WinGate runs on all versions of Microsoft Windows, from Windows 95 onwards. At its core, WinGate provides all 3 levels of Internet Access: a stateful packet level firewall with NAT, several circuit-level proxies (SOCKS 4/5, and proprietary Winsock redirector), and multiple proxy servers. This provides a comprehensive access framework, and allows the maximum level of access control.

WinGate's policy framework allows the creation of specific access rules, based on user account details, request details, location of user, authentication level and time of day. The policy framework is based on a user database and user authentication. WinGate allows use of either WinGate's built-in user database, the Windows user database, or the user database of an NT domain or Active Directory. Authentication can use integrated windows usernames and passwords (NTLM) and other authentication schemes. WinGate can also be used without authentication, or can assume user identity based on IP address or computer name.

WinGate can also authenticate individual users on a Terminal server, and maintain separate user contexts to provide user-level control, and for applications that do not support authentication by using the WinGate Client software.

WinGate provides a fully customizable, self-configuring DHCP server to assist with network configuration. It also supports multi-interface and multiple topology deployment including multiple DMZs.

WinGate provides an integrated Email server (POP3 server and retrieval client, SMTP server, and IMAP4 server) with message routing features and per-email restrictions. This can be used to provide company email services, or to provide protection and additional security (encryption and authentication) for an existing email system.

The WWW Proxy provides a transparent proxy for ease of administration, plus a shared proxy cache for improved surfing performance. It can also be used to secure access to internal web servers with either browser-based authentication or a Java-based applet.

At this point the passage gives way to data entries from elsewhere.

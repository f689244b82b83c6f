//! Task lifecycle ledger: one in-flight task plus the ordered history of completed ones.
//!
//! The ledger renders itself into the context block every agent role starts from. Rendering is
//! pure; the same ledger state always produces the same text.

use serde::{Deserialize, Serialize};
use std::collections::BTreeMap;
use std::fmt::Write as _;
use std::sync::Arc;
use tokio::sync::Mutex;

use crate::LedgerError;
use crate::tools::ToolExecutionRecord;

pub const NO_TASK_IN_PROGRESS: &str = "NO TASK IN PROGRESS";

const HISTORY_INTRO: &str = "Below is the task history with the result of each task. The result of each task includes conclusion and context information.";

/// Ledger handle shared between the workflow driver and the task tools.
pub type SharedLedger = Arc<Mutex<TaskLedger>>;

#[derive(Clone, Debug, PartialEq, Eq, Serialize, Deserialize)]
pub struct ContextEntry {
    pub id: u32,
    pub description: String,
    /// Execution log id of the tool call this context was observed in.
    #[serde(default, skip_serializing_if = "Option::is_none")]
    pub tool_log_id: Option<usize>,
}

#[derive(Clone, Debug, PartialEq, Eq, Serialize, Deserialize)]
pub struct TaskItem {
    pub id: usize,
    pub goal: String,
    pub conclusion_requirement: String,
    pub context_requirement: String,
    pub completed: bool,
    pub conclusion: String,
    pub context_entries: BTreeMap<u32, ContextEntry>,
}

impl TaskItem {
    fn render(&self, out: &mut String) {
        let _ = writeln!(out, "Task {}: {}", self.id, self.goal);
        if !self.completed {
            let _ = writeln!(out, "Conclusions Instruction: {}", self.conclusion_requirement);
            let _ = writeln!(
                out,
                "Background Context Instruction: {}",
                self.context_requirement
            );
            return;
        }

        if !self.conclusion.is_empty() {
            let _ = writeln!(out, "Conclusions:\n{}", self.conclusion);
        }
        if !self.context_entries.is_empty() {
            out.push_str("Retrieved Context: ");
            for entry in self.context_entries.values() {
                let _ = write!(out, "#{}: {}, ", entry.id, entry.description);
            }
            out.push('\n');
        }
    }
}

#[derive(Clone, Debug, Default, PartialEq, Eq, Serialize, Deserialize)]
pub struct TaskLedger {
    user_goal: String,
    completed: Vec<TaskItem>,
    current: Option<TaskItem>,
}

impl TaskLedger {
    pub fn new(user_goal: impl Into<String>) -> Self {
        Self {
            user_goal: user_goal.into(),
            ..Self::default()
        }
    }

    pub fn shared(user_goal: impl Into<String>) -> SharedLedger {
        Arc::new(Mutex::new(Self::new(user_goal)))
    }

    pub fn reset(&mut self, user_goal: impl Into<String>) {
        self.user_goal = user_goal.into();
        self.completed.clear();
        self.current = None;
    }

    pub fn user_goal(&self) -> &str {
        &self.user_goal
    }

    pub fn current(&self) -> Option<&TaskItem> {
        self.current.as_ref()
    }

    pub fn completed(&self) -> &[TaskItem] {
        &self.completed
    }

    pub fn has_current_task(&self) -> bool {
        self.current.is_some()
    }

    /// Opens a task. Ids are sequential across the ledger's lifetime since only one task can be
    /// open and every open task ends up in `completed`.
    pub fn create_task(
        &mut self,
        goal: impl Into<String>,
        conclusion_requirement: impl Into<String>,
        context_requirement: impl Into<String>,
    ) -> Result<&TaskItem, LedgerError> {
        if let Some(current) = &self.current {
            return Err(LedgerError::TaskInProgress {
                goal: current.goal.clone(),
            });
        }
        let task = self.current.insert(TaskItem {
            id: self.completed.len() + 1,
            goal: goal.into(),
            conclusion_requirement: conclusion_requirement.into(),
            context_requirement: context_requirement.into(),
            completed: false,
            conclusion: String::new(),
            context_entries: BTreeMap::new(),
        });
        Ok(task)
    }

    pub fn finish_task(
        &mut self,
        conclusion: impl Into<String>,
        context_entries: Vec<ContextEntry>,
    ) -> Result<&TaskItem, LedgerError> {
        if self.current.is_none() {
            return Err(LedgerError::NoCurrentTask);
        }
        let mut entries = BTreeMap::new();
        for entry in context_entries {
            let id = entry.id;
            if entries.insert(id, entry).is_some() {
                return Err(LedgerError::DuplicateContextId { id });
            }
        }

        let Some(mut task) = self.current.take() else {
            return Err(LedgerError::NoCurrentTask);
        };
        task.completed = true;
        task.conclusion = conclusion.into();
        task.context_entries = entries;
        self.completed.push(task);
        self.completed.last().ok_or(LedgerError::NoCompletedTask)
    }

    /// Renumbers one context entry of the most recently completed task. Either the entry moves
    /// or nothing changes.
    pub fn refine_context(&mut self, old_id: u32, new_id: u32) -> Result<(), LedgerError> {
        let task = self
            .completed
            .last_mut()
            .ok_or(LedgerError::NoCompletedTask)?;
        if !task.context_entries.contains_key(&old_id) {
            return Err(LedgerError::ContextNotFound {
                task_id: task.id,
                id: old_id,
            });
        }
        if old_id == new_id {
            return Ok(());
        }
        if task.context_entries.contains_key(&new_id) {
            return Err(LedgerError::ContextIdCollision {
                task_id: task.id,
                id: new_id,
            });
        }
        if let Some(mut entry) = task.context_entries.remove(&old_id) {
            entry.id = new_id;
            task.context_entries.insert(new_id, entry);
        }
        Ok(())
    }

    pub fn render_context_prompt(&self) -> String {
        let mut out = String::new();
        let _ = writeln!(out, "** USER PRIMARY GOAL **: {}", self.user_goal);
        let _ = writeln!(out, "\n{HISTORY_INTRO}");
        out.push_str("### TASK HISTORY\n");
        if !self.completed.is_empty() {
            out.push_str("** Completed Tasks **\n");
            for task in &self.completed {
                task.render(&mut out);
            }
            out.push('\n');
        }

        match &self.current {
            None => {
                out.push_str(NO_TASK_IN_PROGRESS);
                out.push('\n');
            }
            Some(task) => {
                out.push_str("** Current Tasks **\n");
                task.render(&mut out);
            }
        }
        out.push('\n');
        out
    }

    /// Ledger view for the context-refine role: the rendered history, the entries of the most
    /// recently completed task, and the execution records those entries point at.
    pub fn render_refine_prompt(&self, tool_log: &[ToolExecutionRecord]) -> String {
        let mut out = self.render_context_prompt();
        let Some(task) = self.completed.last() else {
            return out;
        };

        let _ = writeln!(out, "### CONTEXT TO REFINE (Task {})", task.id);
        if task.context_entries.is_empty() {
            out.push_str("(no context recorded)\n");
        }
        for entry in task.context_entries.values() {
            match entry.tool_log_id {
                Some(log_id) => {
                    let _ = writeln!(
                        out,
                        "#{}: {} (TOOL_LOG_ID: {})",
                        entry.id, entry.description, log_id
                    );
                }
                None => {
                    let _ = writeln!(out, "#{}: {}", entry.id, entry.description);
                }
            }
        }

        let mut referenced: Vec<usize> = task
            .context_entries
            .values()
            .filter_map(|entry| entry.tool_log_id)
            .collect();
        referenced.sort_unstable();
        referenced.dedup();
        if referenced.is_empty() {
            return out;
        }

        out.push_str("\n### TOOL EXECUTION LOG\n");
        for log_id in referenced {
            match tool_log.iter().find(|record| record.id == log_id) {
                Some(record) => {
                    let _ = writeln!(
                        out,
                        "tool name: {}\ntool args: {}\n{}",
                        record.tool_name,
                        record.raw_arguments,
                        record.envelope()
                    );
                }
                None => {
                    let _ = writeln!(out, "TOOL_LOG_ID: {log_id} (record not available)");
                }
            }
        }
        out
    }
}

Proxy services in WinGate support SSL/TLS connections, dynamic network binding (automatic response to network events such as addition or removal of network interfaces), and gateway pre-selection (to direct service for a particular application out a specific Internet connection).

Packet-level bandwidth management is also provided to allow control of bandwidth associated with certain users or applications, and is able to be configured on a per-time-of-day basis.

WinGate comes in three versions, Standard, Professional and Enterprise. Enterprise edition also provides an easily configured virtual private network system, which is also available separately as WinGate VPN. Licensing is tiered by the number of concurrently connected users, and available in a range of sizes to suit any budget or network size.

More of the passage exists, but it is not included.